Scarlet River (1933) d'Otto Brower

Un métafilm de Série B

 

 

Album Photos

(Les photogrammes sont issus de collections personnelles, tous droits réservés du propriétaire de l'oeuvre. Toute reproduction est interdite. Ces photogrammes sont proposés à titre de citation et viennent illustrer le texte d'analyse du film)

 

 

Générique

 

 

Production

R.K.O. Radio Pictures Inc.

David O. Selznick / David Lewis

 

Scénario

Harold Shumate

 

Photographie : Nicholas Musuraca

Musique : Max Steiner (stock music)

Décors : Al Sherman

Montage : Frederic Knudson

Son : Hugh Mc Dowell Jr. / Clem Portman

Cascadeur : Yakima Canutt

 

Casting

Tom Keene : Tom Baxter

Dorothy Wilson : Judy Blake

Lon Chaney Jr. : Jeff Tode

Roscoe Ates : Ulysses

Edgar Kennedy : Sam Gilroy

Betty Furness : Betty Buell

Billy Butts : 'Buck' Blake

Hooper Atchley : 'Clink' Mc Pherson

 

et la participation de

Myrna Loy

Joel McCrea

Bruce Cabot

Julie Haydon

Rochelle Hudson

 

* * * * *

 

Ce pourraît être l'histoire ...

 

Scarlet River, ce pourraît être l'histoire d'un western qui n'arrive pas à se faire, le metteur en scène, Sam Gilroy (Edgar Kennedy), ne trouvant pas d'espace pour tourner.
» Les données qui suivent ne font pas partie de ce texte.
use ahash::AHashSet;
use ruff_python_ast::{self as ast, ElifElseClause, Stmt};
use ruff_text_size::{Ranged, TextRange};

use crate::{error::SliceError, location::Location, syntax::SourceModule};

/// Rewrites the module, deleting every deletable statement inside the target
/// body interval whose start line is not in the keep-set.
///
/// Deletable constructs are loops, conditionals (including `elif`/`else`
/// clauses) and simple statements; `with`, `try` and nested definitions are
/// never deleted themselves, but the statements inside them are processed.
/// Deletion happens at line granularity, so comments on deleted lines
/// disappear with their statement and everything outside the interval is
/// emitted verbatim.
pub(crate) fn remove_unkept_lines(module: &SourceModule, keep: &[u32], body_start: u32, body_end: u32) -> String {
    let line_count = module.source().split('\n').count();
    let mut rewriter = Rewriter {
        module,
        keep: keep.iter().copied().collect(),
        body_start,
        body_end,
        removed: vec![false; line_count + 2],
        inserts: Vec::new(),
    };
    rewriter.visit_body(&module.module().body);
    rewriter.emit()
}

struct Rewriter<'a> {
    module: &'a SourceModule,
    keep: AHashSet<u32>,
    body_start: u32,
    body_end: u32,
    /// 1-based line → deleted.
    removed: Vec<bool>,
    /// `pass` statements inserted where a kept compound lost its whole body,
    /// as (line the body started on, replacement text).
    inserts: Vec<(u32, String)>,
}

impl Rewriter<'_> {
    fn loc(&self, node: &impl Ranged) -> Location {
        self.module.location_of(node.range())
    }

    fn in_interval(&self, line: u32) -> bool {
        line >= self.body_start && line <= self.body_end
    }

    fn mark(&mut self, start: u32, end: u32) {
        for line in start..=end {
            if let Some(slot) = self.removed.get_mut(line as usize) {
                *slot = true;
            }
        }
    }

    fn is_removed(&self, line: u32) -> bool {
        self.removed.get(line as usize).copied().unwrap_or(false)
    }

    /// Processes one statement list. When every statement of a non-empty
    /// body ends up deleted, a `pass` with the body's indentation is
    /// inserted so the enclosing compound stays parseable.
    fn visit_body(&mut self, stmts: &[Stmt]) {
        let mut all_removed = !stmts.is_empty();
        let mut first_location = None;
        for stmt in stmts {
            let location = self.loc(stmt);
            if first_location.is_none() {
                first_location = Some(location);
            }
            if !self.visit_stmt(stmt, location) {
                all_removed = false;
            }
        }
        if all_removed {
            if let Some(location) = first_location {
                let indent = self
                    .module
                    .line_text(location.start_line)
                    .and_then(|text| text.get(..location.start_column as usize))
                    .unwrap_or_default();
                self.inserts.push((location.start_line, format!("{indent}pass")));
            }
        }
    }

    /// Returns true when the statement was deleted.
    fn visit_stmt(&mut self, stmt: &Stmt, location: Location) -> bool {
        if deletable(stmt) && self.in_interval(location.start_line) && !self.keep.contains(&location.start_line) {
            self.mark(location.start_line, location.end_line);
            return true;
        }
        match stmt {
            Stmt::If(stmt_if) => {
                self.visit_body(&stmt_if.body);
                for clause in &stmt_if.elif_else_clauses {
                    self.visit_clause(clause);
                }
            }
            Stmt::While(stmt_while) => {
                self.visit_body(&stmt_while.body);
                self.visit_loop_else(&stmt_while.body, &stmt_while.orelse);
            }
            Stmt::For(stmt_for) => {
                self.visit_body(&stmt_for.body);
                self.visit_loop_else(&stmt_for.body, &stmt_for.orelse);
            }
            Stmt::FunctionDef(def) => self.visit_body(&def.body),
            Stmt::ClassDef(def) => self.visit_body(&def.body),
            Stmt::With(stmt_with) => self.visit_body(&stmt_with.body),
            Stmt::Try(stmt_try) => {
                self.visit_body(&stmt_try.body);
                for handler in &stmt_try.handlers {
                    let ast::ExceptHandler::ExceptHandler(handler) = handler;
                    self.visit_body(&handler.body);
                }
                if !stmt_try.orelse.is_empty() {
                    self.visit_body(&stmt_try.orelse);
                }
                if !stmt_try.finalbody.is_empty() {
                    self.visit_body(&stmt_try.finalbody);
                }
            }
            Stmt::Match(stmt_match) => {
                for case in &stmt_match.cases {
                    self.visit_body(&case.body);
                }
            }
            _ => {}
        }
        false
    }

    /// `elif` clauses behave like conditional headers; bare `else` clauses
    /// are dropped only when none of the lines they span are kept, so a
    /// partially-relevant `else` preserves its containing `if`.
    fn visit_clause(&mut self, clause: &ElifElseClause) {
        let location = self.loc(clause);
        if self.in_interval(location.start_line) {
            if clause.test.is_some() {
                if !self.keep.contains(&location.start_line) {
                    self.mark(location.start_line, location.end_line);
                    return;
                }
            } else {
                let any_kept = (location.start_line..=location.end_line).any(|line| self.keep.contains(&line));
                if !any_kept {
                    self.mark(location.start_line, location.end_line);
                    return;
                }
            }
        }
        self.visit_body(&clause.body);
    }

    /// `for`/`while` `else` blocks have no node of their own; the `else:`
    /// header line is located lexically between the loop body and the first
    /// clause statement.
    fn visit_loop_else(&mut self, body: &[Stmt], orelse: &[Stmt]) {
        let (Some(first), Some(last)) = (orelse.first(), orelse.last()) else {
            return;
        };
        let first_location = self.loc(first);
        let last_location = self.loc(last);
        if !self.in_interval(first_location.start_line) {
            self.visit_body(orelse);
            return;
        }
        let any_kept = (first_location.start_line..=last_location.end_line).any(|line| self.keep.contains(&line));
        if any_kept {
            self.visit_body(orelse);
            return;
        }
        let after_body = body.last().map_or(first_location.start_line, |stmt| self.loc(stmt).end_line + 1);
        let else_line = (after_body..first_location.start_line)
            .find(|&line| {
                self.module
                    .line_text(line)
                    .is_some_and(|text| text.trim_start().starts_with("else"))
            })
            .unwrap_or(first_location.start_line);
        self.mark(else_line, last_location.end_line);
    }

    fn emit(&self) -> String {
        let mut lines: Vec<String> = Vec::new();
        for (idx, text) in self.module.source().split('\n').enumerate() {
            let line = u32::try_from(idx).expect("line number exceeds u32") + 1;
            for (at, insert) in &self.inserts {
                if *at == line {
                    lines.push(insert.clone());
                }
            }
            if !self.is_removed(line) {
                lines.push(text.to_owned());
            }
        }
        lines.join("\n")
    }
}

fn deletable(stmt: &Stmt) -> bool {
    matches!(
        stmt,
        Stmt::If(_)
            | Stmt::For(_)
            | Stmt::While(_)
            | Stmt::Assign(_)
            | Stmt::AugAssign(_)
            | Stmt::AnnAssign(_)
            | Stmt::TypeAlias(_)
            | Stmt::Expr(_)
            | Stmt::Return(_)
            | Stmt::Pass(_)
            | Stmt::Break(_)
            | Stmt::Continue(_)
            | Stmt::Delete(_)
            | Stmt::Assert(_)
            | Stmt::Raise(_)
            | Stmt::Import(_)
            | Stmt::ImportFrom(_)
            | Stmt::Global(_)
            | Stmt::Nonlocal(_)
    )
}

/// Negates the test of every `if`/`elif` whose header starts on an odd line,
/// wrapping it as `not (...)`.
///
/// Companion transformation used to perturb control flow in slicing
/// experiments; it leaves the rest of the source byte-for-byte intact.
pub fn negate_odd_ifs(source: &str) -> Result<String, SliceError> {
    let module = SourceModule::parse(source, "input.py")?;
    let mut tests = Vec::new();
    collect_if_tests(&module, &module.module().body, &mut tests);
    // apply edits back-to-front so earlier offsets stay valid
    tests.sort_by_key(|range| std::cmp::Reverse(range.start()));
    let mut out = source.to_owned();
    for range in tests {
        out.insert_str(range.end().to_usize(), ")");
        out.insert_str(range.start().to_usize(), "not (");
    }
    Ok(out)
}

fn collect_if_tests(module: &SourceModule, stmts: &[Stmt], out: &mut Vec<TextRange>) {
    let odd = |range: TextRange| module.location_of(range).start_line % 2 == 1;
    for stmt in stmts {
        match stmt {
            Stmt::If(stmt_if) => {
                if odd(stmt_if.range()) {
                    out.push(stmt_if.test.range());
                }
                collect_if_tests(module, &stmt_if.body, out);
                for clause in &stmt_if.elif_else_clauses {
                    if let Some(test) = &clause.test {
                        if odd(clause.range()) {
                            out.push(test.range());
                        }
                    }
                    collect_if_tests(module, &clause.body, out);
                }
            }
            Stmt::While(stmt_while) => {
                collect_if_tests(module, &stmt_while.body, out);
                collect_if_tests(module, &stmt_while.orelse, out);
            }
            Stmt::For(stmt_for) => {
                collect_if_tests(module, &stmt_for.body, out);
                collect_if_tests(module, &stmt_for.orelse, out);
            }
            Stmt::FunctionDef(def) => collect_if_tests(module, &def.body, out),
            Stmt::ClassDef(def) => collect_if_tests(module, &def.body, out),
            Stmt::With(stmt_with) => collect_if_tests(module, &stmt_with.body, out),
            Stmt::Try(stmt_try) => {
                collect_if_tests(module, &stmt_try.body, out);
                for handler in &stmt_try.handlers {
                    let ast::ExceptHandler::ExceptHandler(handler) = handler;
                    collect_if_tests(module, &handler.body, out);
                }
                collect_if_tests(module, &stmt_try.orelse, out);
                collect_if_tests(module, &stmt_try.finalbody, out);
            }
            Stmt::Match(stmt_match) => {
                for case in &stmt_match.cases {
                    collect_if_tests(module, &case.body, out);
                }
            }
            _ => {}
        }
    }
}

#[cfg(test)]
mod tests {
    use pretty_assertions::assert_eq;

    use super::*;

    fn rewrite(source: &str, keep: &[u32], body_start: u32, body_end: u32) -> String {
        let module = SourceModule::parse(source, "test.py").expect("source should parse");
        remove_unkept_lines(&module, keep, body_start, body_end)
    }

    #[test]
    fn drops_unkept_simple_statements_with_their_comments() {
        let source = "def slice_me():\n    x = 10\n    y = 20  # irrelevant\n    z = x + 1  # slicing criterion\n";
        let out = rewrite(source, &[2, 4], 2, 4);
        assert_eq!(
            out,
            "def slice_me():\n    x = 10\n    z = x + 1  # slicing criterion\n"
        );
    }

    #[test]
    fn statements_outside_the_interval_are_untouched() {
        let source = "a = 1\ndef slice_me():\n    x = 10\nb = 2\n";
        let out = rewrite(source, &[], 3, 3);
        assert_eq!(out, "a = 1\ndef slice_me():\n    pass\nb = 2\n");
    }

    #[test]
    fn unkept_else_clause_is_removed() {
        let source = "def slice_me():\n    a = 1\n    if a > 0:\n        b = 2\n    else:\n        b = 3\n    c = b  # slicing criterion\n";
        let out = rewrite(source, &[2, 3, 4, 7], 2, 7);
        assert_eq!(
            out,
            "def slice_me():\n    a = 1\n    if a > 0:\n        b = 2\n    c = b  # slicing criterion\n"
        );
    }

    #[test]
    fn else_clause_with_a_kept_line_survives_and_empty_branch_gets_a_pass() {
        let source = "def slice_me():\n    a = 1\n    if a > 0:\n        b = 2\n    else:\n        b = 3\n    c = b  # slicing criterion\n";
        let out = rewrite(source, &[2, 3, 6, 7], 2, 7);
        assert_eq!(
            out,
            "def slice_me():\n    a = 1\n    if a > 0:\n        pass\n    else:\n        b = 3\n    c = b  # slicing criterion\n"
        );
    }

    #[test]
    fn unkept_conditional_is_removed_whole() {
        let source = "def slice_me():\n    x = 1\n    if x > 0:\n        y = 2\n    else:\n        y = 3\n    r = x  # slicing criterion\n";
        let out = rewrite(source, &[2, 7], 2, 7);
        assert_eq!(out, "def slice_me():\n    x = 1\n    r = x  # slicing criterion\n");
    }

    #[test]
    fn unkept_loop_else_is_removed() {
        let source = "def slice_me():\n    t = 0\n    for i in [1]:\n        t += i\n    else:\n        u = 9\n    r = t  # slicing criterion\n";
        let out = rewrite(source, &[2, 3, 4, 7], 2, 7);
        assert_eq!(
            out,
            "def slice_me():\n    t = 0\n    for i in [1]:\n        t += i\n    r = t  # slicing criterion\n"
        );
    }

    #[test]
    fn nested_function_bodies_are_processed_but_the_def_survives() {
        let source = "def slice_me():\n    def helper():\n        t = 1\n        return t\n    r = 1  # slicing criterion\n";
        let out = rewrite(source, &[5], 2, 5);
        // the inner def is not deletable; its irrelevant statements are
        assert_eq!(
            out,
            "def slice_me():\n    def helper():\n        pass\n    r = 1  # slicing criterion\n"
        );
    }

    #[test]
    fn multi_line_statements_are_deleted_whole() {
        let source = "def slice_me():\n    x = 1\n    y = [\n        1,\n        2,\n    ]\n    r = x  # slicing criterion\n";
        let out = rewrite(source, &[2, 7], 2, 7);
        assert_eq!(out, "def slice_me():\n    x = 1\n    r = x  # slicing criterion\n");
    }

    #[test]
    fn negate_odd_ifs_wraps_only_odd_headers() {
        let source = "if a > 0:\n    x = 1\n\nif b:\n    y = 2\n";
        let out = negate_odd_ifs(source).unwrap();
        // line 1 is odd and gets wrapped, line 4 is even and stays put
        assert_eq!(out, "if not (a > 0):\n    x = 1\n\nif b:\n    y = 2\n");
    }

    #[test]
    fn negate_odd_ifs_covers_elif_headers() {
        let source = "if a:\n    pass\nelif b:\n    pass\n";
        let out = negate_odd_ifs(source).unwrap();
        // both headers start on odd lines
        assert_eq!(out, "if not (a):\n    pass\nelif not (b):\n    pass\n");
    }
}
Ce pourraît être aussi l'histoire d'une gentille jeune femme, Judy Blake (Dorothy Wilson, 38), vivant dans un ranch un peu oublié, avec son petit frère Buck (Billy Butts, à droite sur le photogramme 42), aidée dans ses tâches par deux cow boys : le vigoureux Jeff Tode (Lon Chaney Jr., à gauche sur le photogramme 25) et le fantaisiste Ulysses Mc Gee (Roscoe Ates, 21-2) et qui se trouverait victime d'une machination orchestrée par le vilain Clink Mc Pherson (Hooper Atchley, à droite sur le photogramme 44) dont Jeff Tode sera le complice.

Ce pourraît être aussi l'histoire d'une idylle entre Tom Keene (Tom Baxter, 16), le bel acteur venu d'Hollywood et notre petite cendrillon. Ou bien celle d'une rivalité entre celle, Betty Stuel (Betty Furness, 12 et 34) qui, en qualité de femme, semble en savoir tant sur Tom Keene et celle (Dorothy Wilson) qui est encore si naïve si proche de l'adolescence. Ou bien encore l'histoire d'Ulysses qui rêve de quitter le ranch pour devenir quelqu'un à Hollywood. Scarlet River ce pourraît être un peu de toutes ces histoires, un film très fleur bleue où des gentils triomphent facilement de méchants pas si méchants que cela...

Scarler River est un film de 65 minutes prévu pour une première partie de programme dans le cadre de séances familiales, de celles où l'on peut emmener sans crainte les jeunes enfants. Un cinéma de patronage aurait-on dit en France dans les années 60. Un film qui véhicule quelques bonnes valeurs morales à destination de son public adolescent : "les gosses, ne fumez pas ! Ne mentez pas non plus. C'est très mal et cela pourraît vous valoir une taloche".

Scarlet River, ce pourraît être un petit film de série B reprenant des recettes déjà tant de fois utilisées à la grande époque du muet où l'on tournait chaque année entre 250 et 300 westerns par an, juste au-delà des collines d'Hollywood.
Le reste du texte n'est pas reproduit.